[About this exercise]:
The lines to reproduce from the material below are those from the one containing "filename crates/chatline-core/src/interrupt.rs" through the one containing "use tokio::task::JoinHandle;", both included; write them out exactly and add nothing.

[Record extracts]:
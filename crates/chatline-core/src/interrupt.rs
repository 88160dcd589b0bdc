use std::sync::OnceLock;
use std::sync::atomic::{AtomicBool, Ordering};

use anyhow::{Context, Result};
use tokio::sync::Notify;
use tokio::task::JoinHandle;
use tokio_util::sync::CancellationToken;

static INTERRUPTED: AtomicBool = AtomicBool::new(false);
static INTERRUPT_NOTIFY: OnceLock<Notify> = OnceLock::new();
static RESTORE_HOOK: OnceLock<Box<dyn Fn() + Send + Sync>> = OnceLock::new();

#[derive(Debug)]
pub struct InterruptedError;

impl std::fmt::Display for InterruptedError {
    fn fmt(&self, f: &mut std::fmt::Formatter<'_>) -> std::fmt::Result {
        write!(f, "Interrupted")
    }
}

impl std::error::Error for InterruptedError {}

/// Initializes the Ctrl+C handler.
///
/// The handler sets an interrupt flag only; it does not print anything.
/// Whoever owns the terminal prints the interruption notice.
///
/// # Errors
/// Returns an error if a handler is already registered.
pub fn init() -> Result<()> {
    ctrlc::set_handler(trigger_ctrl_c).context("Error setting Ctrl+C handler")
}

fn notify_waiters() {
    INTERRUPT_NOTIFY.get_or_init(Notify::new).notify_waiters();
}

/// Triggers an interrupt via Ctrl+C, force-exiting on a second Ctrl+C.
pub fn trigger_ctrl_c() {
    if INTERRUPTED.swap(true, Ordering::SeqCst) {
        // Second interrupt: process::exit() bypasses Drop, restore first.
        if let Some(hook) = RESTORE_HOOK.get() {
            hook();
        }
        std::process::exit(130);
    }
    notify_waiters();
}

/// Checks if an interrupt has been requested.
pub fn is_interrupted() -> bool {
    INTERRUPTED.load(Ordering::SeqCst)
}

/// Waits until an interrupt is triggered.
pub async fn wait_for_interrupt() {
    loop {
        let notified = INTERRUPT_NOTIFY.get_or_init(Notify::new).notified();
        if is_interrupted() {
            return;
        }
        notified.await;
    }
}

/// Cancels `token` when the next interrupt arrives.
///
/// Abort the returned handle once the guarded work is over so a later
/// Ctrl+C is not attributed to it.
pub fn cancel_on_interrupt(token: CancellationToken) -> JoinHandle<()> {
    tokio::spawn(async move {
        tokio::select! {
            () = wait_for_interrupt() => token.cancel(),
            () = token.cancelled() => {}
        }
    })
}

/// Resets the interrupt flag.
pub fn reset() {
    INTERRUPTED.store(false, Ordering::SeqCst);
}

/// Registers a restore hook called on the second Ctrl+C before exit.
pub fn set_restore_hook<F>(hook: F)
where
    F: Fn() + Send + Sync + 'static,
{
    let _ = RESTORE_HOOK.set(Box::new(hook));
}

--

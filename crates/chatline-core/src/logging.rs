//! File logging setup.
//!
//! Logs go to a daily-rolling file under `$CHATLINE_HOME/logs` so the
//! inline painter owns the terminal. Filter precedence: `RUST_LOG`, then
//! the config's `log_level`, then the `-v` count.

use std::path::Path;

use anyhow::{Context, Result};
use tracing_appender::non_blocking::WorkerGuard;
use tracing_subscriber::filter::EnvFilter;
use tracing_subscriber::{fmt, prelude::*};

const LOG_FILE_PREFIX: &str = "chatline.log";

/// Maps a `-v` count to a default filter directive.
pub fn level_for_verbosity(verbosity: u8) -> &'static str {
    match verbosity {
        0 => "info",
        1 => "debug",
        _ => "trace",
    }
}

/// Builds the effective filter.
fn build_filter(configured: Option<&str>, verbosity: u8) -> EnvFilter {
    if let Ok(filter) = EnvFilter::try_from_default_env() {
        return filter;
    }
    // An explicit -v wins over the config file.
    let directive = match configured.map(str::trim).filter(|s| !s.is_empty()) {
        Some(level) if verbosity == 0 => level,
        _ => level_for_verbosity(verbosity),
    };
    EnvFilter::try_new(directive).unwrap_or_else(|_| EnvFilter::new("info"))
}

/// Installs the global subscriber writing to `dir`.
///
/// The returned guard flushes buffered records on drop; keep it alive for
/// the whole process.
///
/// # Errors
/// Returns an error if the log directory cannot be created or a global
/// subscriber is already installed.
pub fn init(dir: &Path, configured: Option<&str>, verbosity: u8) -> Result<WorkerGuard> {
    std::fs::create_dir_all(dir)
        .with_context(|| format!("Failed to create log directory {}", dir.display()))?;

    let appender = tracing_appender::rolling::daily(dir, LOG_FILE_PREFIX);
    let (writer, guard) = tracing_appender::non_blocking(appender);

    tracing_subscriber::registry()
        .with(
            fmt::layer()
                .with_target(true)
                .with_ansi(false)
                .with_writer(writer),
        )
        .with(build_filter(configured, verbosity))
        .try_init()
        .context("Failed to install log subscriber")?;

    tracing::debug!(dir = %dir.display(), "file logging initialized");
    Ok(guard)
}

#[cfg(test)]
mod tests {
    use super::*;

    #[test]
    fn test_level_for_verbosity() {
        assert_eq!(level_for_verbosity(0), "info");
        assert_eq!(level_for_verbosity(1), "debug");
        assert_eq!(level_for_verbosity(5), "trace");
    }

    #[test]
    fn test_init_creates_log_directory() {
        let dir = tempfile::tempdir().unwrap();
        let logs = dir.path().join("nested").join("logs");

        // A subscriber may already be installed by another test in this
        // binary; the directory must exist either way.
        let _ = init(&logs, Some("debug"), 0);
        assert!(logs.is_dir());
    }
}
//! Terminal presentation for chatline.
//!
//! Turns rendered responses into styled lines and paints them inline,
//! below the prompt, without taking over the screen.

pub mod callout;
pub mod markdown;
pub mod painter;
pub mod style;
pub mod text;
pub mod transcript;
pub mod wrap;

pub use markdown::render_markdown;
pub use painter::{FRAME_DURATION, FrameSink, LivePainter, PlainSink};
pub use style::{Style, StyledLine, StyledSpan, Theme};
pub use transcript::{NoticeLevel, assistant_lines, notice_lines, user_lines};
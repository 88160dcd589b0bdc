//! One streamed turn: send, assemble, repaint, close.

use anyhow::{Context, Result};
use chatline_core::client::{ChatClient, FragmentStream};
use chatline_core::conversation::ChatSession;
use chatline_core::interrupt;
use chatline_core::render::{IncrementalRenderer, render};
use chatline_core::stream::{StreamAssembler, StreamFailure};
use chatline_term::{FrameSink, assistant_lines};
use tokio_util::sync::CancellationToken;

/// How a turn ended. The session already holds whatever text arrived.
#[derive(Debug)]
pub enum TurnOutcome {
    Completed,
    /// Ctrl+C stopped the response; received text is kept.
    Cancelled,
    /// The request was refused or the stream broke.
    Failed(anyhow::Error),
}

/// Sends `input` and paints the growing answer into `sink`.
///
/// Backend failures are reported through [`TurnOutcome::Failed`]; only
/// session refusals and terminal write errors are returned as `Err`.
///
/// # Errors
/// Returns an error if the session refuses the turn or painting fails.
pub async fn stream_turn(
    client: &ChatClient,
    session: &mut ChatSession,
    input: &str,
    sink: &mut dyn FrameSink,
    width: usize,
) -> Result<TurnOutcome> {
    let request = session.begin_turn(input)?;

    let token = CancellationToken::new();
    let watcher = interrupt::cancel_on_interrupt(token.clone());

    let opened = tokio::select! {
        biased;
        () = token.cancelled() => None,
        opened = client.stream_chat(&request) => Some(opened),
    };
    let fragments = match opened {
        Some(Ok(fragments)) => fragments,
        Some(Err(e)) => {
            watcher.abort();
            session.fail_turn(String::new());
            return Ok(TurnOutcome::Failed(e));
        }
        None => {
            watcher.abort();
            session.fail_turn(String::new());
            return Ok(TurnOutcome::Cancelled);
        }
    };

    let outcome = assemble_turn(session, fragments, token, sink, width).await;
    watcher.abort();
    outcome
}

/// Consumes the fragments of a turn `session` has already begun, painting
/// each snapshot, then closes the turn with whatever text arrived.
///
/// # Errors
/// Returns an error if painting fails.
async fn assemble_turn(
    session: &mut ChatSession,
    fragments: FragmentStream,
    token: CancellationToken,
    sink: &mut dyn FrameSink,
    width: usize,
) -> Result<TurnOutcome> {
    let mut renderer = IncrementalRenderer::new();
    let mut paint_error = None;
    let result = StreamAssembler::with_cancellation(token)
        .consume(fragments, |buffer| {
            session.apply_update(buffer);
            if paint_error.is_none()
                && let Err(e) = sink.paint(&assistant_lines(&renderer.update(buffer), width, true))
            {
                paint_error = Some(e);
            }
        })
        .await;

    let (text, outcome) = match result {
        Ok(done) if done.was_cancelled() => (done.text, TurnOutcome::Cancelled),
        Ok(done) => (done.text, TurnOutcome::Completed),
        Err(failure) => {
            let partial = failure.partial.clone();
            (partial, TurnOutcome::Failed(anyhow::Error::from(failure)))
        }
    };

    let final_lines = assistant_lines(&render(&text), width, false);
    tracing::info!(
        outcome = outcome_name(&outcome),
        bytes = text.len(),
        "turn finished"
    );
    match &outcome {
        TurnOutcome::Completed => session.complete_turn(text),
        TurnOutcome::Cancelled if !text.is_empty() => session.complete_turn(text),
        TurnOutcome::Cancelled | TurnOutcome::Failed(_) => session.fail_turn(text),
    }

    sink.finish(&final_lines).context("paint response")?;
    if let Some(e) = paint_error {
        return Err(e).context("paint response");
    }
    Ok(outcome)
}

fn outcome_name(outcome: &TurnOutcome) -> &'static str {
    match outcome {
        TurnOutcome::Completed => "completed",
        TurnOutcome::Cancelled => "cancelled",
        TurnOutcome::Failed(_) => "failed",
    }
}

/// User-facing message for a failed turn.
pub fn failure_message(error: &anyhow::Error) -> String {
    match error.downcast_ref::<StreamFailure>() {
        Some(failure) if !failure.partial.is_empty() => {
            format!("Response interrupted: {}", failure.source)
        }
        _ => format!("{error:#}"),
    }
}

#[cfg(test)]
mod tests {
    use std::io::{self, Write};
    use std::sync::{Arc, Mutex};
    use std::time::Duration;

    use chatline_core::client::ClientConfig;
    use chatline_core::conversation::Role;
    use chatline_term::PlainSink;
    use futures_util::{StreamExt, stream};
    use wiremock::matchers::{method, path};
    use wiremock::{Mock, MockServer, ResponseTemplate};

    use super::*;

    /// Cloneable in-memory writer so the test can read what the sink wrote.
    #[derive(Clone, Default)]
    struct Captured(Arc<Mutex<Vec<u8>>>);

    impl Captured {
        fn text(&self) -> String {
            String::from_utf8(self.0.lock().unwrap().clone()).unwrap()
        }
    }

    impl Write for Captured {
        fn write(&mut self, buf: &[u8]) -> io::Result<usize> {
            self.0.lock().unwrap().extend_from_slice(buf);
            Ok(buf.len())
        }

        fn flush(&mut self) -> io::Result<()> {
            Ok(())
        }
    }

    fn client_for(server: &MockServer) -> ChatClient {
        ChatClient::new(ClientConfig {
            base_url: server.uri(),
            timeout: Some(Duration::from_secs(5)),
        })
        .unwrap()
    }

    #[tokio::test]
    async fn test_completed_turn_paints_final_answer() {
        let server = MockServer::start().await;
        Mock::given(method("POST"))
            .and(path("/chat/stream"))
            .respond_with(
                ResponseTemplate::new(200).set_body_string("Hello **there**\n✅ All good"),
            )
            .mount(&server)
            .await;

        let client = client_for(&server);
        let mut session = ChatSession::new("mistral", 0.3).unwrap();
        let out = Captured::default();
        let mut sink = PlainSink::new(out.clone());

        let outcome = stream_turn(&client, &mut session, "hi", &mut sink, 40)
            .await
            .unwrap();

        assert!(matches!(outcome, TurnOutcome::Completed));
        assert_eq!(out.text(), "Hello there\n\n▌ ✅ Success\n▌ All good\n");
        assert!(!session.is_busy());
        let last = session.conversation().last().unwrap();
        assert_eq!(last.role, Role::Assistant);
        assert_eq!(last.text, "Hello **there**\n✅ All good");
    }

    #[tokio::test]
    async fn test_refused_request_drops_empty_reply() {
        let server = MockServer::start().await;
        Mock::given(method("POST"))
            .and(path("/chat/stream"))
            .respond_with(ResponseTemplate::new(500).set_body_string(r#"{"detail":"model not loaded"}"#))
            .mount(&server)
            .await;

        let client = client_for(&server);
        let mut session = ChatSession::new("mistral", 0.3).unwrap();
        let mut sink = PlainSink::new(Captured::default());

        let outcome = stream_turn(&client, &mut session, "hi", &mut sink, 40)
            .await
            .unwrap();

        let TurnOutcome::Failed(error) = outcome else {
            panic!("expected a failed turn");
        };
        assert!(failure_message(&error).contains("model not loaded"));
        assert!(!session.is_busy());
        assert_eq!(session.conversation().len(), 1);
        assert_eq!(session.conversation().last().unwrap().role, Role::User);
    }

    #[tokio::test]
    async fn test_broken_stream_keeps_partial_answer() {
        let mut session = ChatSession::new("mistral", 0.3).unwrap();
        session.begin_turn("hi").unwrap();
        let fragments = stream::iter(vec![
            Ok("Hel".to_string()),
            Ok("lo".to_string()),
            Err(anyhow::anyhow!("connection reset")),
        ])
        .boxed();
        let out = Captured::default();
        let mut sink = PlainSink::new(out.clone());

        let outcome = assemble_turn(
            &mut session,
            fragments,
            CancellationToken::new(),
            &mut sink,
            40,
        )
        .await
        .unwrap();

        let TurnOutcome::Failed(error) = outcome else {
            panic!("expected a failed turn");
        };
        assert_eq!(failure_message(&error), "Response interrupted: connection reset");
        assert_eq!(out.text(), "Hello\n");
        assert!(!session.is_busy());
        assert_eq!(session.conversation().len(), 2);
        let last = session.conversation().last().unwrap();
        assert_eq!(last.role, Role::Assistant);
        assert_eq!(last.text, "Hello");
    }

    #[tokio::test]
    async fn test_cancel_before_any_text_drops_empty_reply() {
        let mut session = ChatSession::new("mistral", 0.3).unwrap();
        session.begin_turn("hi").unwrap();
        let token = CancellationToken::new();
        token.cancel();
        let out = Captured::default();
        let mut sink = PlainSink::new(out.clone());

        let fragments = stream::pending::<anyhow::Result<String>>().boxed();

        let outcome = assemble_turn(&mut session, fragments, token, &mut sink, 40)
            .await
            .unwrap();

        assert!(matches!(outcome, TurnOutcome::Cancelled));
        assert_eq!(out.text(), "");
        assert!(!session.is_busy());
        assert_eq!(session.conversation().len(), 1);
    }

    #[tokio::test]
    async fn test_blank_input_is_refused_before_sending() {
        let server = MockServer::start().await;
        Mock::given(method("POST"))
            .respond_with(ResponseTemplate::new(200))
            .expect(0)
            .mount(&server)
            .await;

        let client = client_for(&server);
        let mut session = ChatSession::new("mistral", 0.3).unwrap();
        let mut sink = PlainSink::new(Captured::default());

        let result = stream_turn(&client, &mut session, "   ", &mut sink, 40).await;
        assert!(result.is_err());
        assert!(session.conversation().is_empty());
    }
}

--

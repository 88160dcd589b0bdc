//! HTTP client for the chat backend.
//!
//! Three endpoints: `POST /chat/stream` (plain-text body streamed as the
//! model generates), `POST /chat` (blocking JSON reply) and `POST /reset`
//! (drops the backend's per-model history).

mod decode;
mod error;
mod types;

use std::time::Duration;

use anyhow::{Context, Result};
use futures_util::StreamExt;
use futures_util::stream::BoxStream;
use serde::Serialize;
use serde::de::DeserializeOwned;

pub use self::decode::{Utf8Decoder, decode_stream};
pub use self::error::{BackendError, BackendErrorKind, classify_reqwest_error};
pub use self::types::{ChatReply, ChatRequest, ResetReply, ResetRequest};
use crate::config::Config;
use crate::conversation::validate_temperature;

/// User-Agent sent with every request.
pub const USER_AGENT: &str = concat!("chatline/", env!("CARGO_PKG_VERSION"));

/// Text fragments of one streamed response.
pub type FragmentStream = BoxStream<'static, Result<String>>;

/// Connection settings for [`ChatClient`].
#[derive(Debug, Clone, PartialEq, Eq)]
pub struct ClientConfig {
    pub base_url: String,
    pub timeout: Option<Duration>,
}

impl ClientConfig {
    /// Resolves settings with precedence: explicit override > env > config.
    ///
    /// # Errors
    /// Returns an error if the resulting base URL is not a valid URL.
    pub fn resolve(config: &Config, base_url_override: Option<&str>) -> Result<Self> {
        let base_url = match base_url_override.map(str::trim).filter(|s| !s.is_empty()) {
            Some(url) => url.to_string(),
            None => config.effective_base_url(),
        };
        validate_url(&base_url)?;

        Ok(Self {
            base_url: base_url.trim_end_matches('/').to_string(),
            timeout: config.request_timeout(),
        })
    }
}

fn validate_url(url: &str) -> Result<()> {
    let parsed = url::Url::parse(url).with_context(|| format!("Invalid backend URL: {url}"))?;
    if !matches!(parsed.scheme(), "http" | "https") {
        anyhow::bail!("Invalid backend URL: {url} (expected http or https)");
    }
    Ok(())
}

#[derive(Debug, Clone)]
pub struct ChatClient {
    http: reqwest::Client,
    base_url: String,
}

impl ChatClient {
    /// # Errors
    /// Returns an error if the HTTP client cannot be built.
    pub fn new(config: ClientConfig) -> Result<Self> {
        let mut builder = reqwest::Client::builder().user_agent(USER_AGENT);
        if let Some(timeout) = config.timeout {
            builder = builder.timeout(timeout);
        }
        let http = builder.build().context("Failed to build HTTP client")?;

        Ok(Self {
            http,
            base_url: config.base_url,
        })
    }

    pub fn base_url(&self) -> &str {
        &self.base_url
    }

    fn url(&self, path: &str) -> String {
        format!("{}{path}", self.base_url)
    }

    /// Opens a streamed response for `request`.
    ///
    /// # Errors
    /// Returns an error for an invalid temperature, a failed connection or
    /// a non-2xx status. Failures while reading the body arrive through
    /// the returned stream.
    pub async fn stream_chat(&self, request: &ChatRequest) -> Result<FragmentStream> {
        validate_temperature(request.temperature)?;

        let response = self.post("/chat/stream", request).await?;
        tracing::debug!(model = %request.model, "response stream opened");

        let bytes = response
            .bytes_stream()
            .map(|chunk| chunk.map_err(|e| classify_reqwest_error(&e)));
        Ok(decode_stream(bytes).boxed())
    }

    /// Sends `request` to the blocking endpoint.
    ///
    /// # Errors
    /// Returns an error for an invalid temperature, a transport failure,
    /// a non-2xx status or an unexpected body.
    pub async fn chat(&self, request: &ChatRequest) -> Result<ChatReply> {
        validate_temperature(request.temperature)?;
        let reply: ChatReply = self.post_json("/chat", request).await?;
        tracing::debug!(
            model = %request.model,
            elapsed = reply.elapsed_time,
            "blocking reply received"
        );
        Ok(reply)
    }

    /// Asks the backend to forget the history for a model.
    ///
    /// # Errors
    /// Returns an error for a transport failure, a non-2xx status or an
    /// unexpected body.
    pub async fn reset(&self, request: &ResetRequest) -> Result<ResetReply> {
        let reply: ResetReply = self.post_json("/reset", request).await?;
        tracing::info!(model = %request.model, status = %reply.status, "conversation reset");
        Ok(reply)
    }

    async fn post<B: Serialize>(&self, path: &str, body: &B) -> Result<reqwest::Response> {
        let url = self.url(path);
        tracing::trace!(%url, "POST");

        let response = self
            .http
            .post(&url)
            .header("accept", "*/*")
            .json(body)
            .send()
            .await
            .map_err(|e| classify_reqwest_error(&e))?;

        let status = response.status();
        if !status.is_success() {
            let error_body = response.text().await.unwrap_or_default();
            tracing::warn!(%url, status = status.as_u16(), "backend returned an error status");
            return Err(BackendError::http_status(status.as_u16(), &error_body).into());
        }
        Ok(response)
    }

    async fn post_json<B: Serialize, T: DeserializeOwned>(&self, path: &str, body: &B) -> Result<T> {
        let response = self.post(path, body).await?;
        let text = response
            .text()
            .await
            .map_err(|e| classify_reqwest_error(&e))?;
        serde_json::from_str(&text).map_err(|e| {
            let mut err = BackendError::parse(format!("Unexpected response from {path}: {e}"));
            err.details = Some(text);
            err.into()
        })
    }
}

[Written response]:
filename crates/chatline-core/src/interrupt.rs
repository 88160dcd589b0bdc
use std::sync::OnceLock;
use std::sync::atomic::{AtomicBool, Ordering};

use anyhow::{Context, Result};
use tokio::sync::Notify;
use tokio::task::JoinHandle;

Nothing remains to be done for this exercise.